Homilia do Padre Françoá Costa – XXI Domingo do Tempo Comum – Ano B
XXI DOMINGO
(Jo 6,60-66)
« Muitos dos discípulos de Jesus, que o escutaram, disseram: “Esta linguagem é dura. Quem consegue escutá-la?”. Sabendo que seus discípulos estavam murmurando por causa disso mesmo, Jesus perguntou: “Isto vos escandaliza? E quando virdes o Filho do Homem subindo para onde estava antes? O Espírito é que dá vida, a carne não adianta nada. As palavras que vos falei são espírito e vida. Mas entre vós há alguns que não creem”. Jesus sabia, desde o início, quem eram os que não tinham fé e quem havia de entregá-lo. E acrescentou: “É por isso que vos disse: ninguém pode vir a mim, a não ser que lhe seja concedido pelo Pai”. A partir daquele momento, muitos discípulos voltaram atrás e não andavam mais com ele. Então, Jesus disse aos doze: “Vós também vos quereis ir embora?”. Simão Pedro respondeu: “A quem iremos, Senhor? Tu tens palavras de vida eterna. Nós cremos firmemente e reconhecemos que tu és o Santo de Deus”.
Laus Tibi Christe!
É Jesus Cristo. Adoremos!
Jesus deixa bem claro que ir ao seu encontro é uma graça concedida pelo Pai e, posteriormente, Pedro reconhece-o com essas palavras: “Tu tens as palavras de vida eterna” (Jo 6,68). Precisamos ir ao encontro de Cristo, considerando esse encontro como um dom, uma graça, um ato de bondade do nosso Deus. Comungar Jesus não é um direito dos fiéis, é um dom. Por isso, nós recebemos a Comunhão, não a tomamos por nós mesmos.
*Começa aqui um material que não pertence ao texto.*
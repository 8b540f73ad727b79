//! Projection expression language.
//!
//! This module contains:
//! - `tokenizer`: text to tokens
//! - `parser`: tokens to an immutable [`Expr`] tree
//! - `ast`: node catalog and the [`Visitor`] backend interface
//! - `functions`: the `:function` catalog
//! - [`ExpressionCache`]: parsed trees shared by expression text

pub mod ast;
pub mod error;
pub mod functions;
pub mod parser;
pub mod token;
pub mod tokenizer;

use std::collections::HashMap;
use std::sync::{Arc, RwLock};

pub use ast::*;
pub use error::{SyntaxError, SyntaxErrorKind};
pub use parser::parse;
pub use token::{Token, TokenKind};
pub use tokenizer::tokenize;

/// Parsed expressions keyed by their source text.
///
/// Reads take a shared lock; a miss parses outside the lock and inserts.
/// Two threads missing on the same text both parse, and the first insert
/// wins, which is harmless since parsing is pure.
#[derive(Debug, Default)]
pub struct ExpressionCache {
    entries: RwLock<HashMap<String, Arc<Expr>>>,
}

impl ExpressionCache {
    pub fn new() -> Self {
        Self::default()
    }

    /// Return the cached tree for `expression`, parsing it on first use.
    pub fn get_or_parse(&self, expression: &str) -> Result<Arc<Expr>, SyntaxError> {
        if let Some(found) = self
            .entries
            .read()
            .unwrap_or_else(|e| e.into_inner())
            .get(expression)
        {
            return Ok(found.clone());
        }

        let parsed = Arc::new(parse(expression)?);
        let mut entries = self.entries.write().unwrap_or_else(|e| e.into_inner());
        Ok(entries
            .entry(expression.to_string())
            .or_insert(parsed)
            .clone())
    }

    pub fn len(&self) -> usize {
        self.entries.read().unwrap_or_else(|e| e.into_inner()).len()
    }

    pub fn is_empty(&self) -> bool {
        self.len() == 0
    }
}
Jesus tem palavras de vida eterna, ele é o Pão que nos alimenta, ele está entre nós em todas as celebrações eucarísticas e, consequentemente, em todos os sacrários da terra. Guardemos, portanto, as duas atitudes primárias que todo ser humano deve ter diante de Deus presente entre nós: silêncio e adoração.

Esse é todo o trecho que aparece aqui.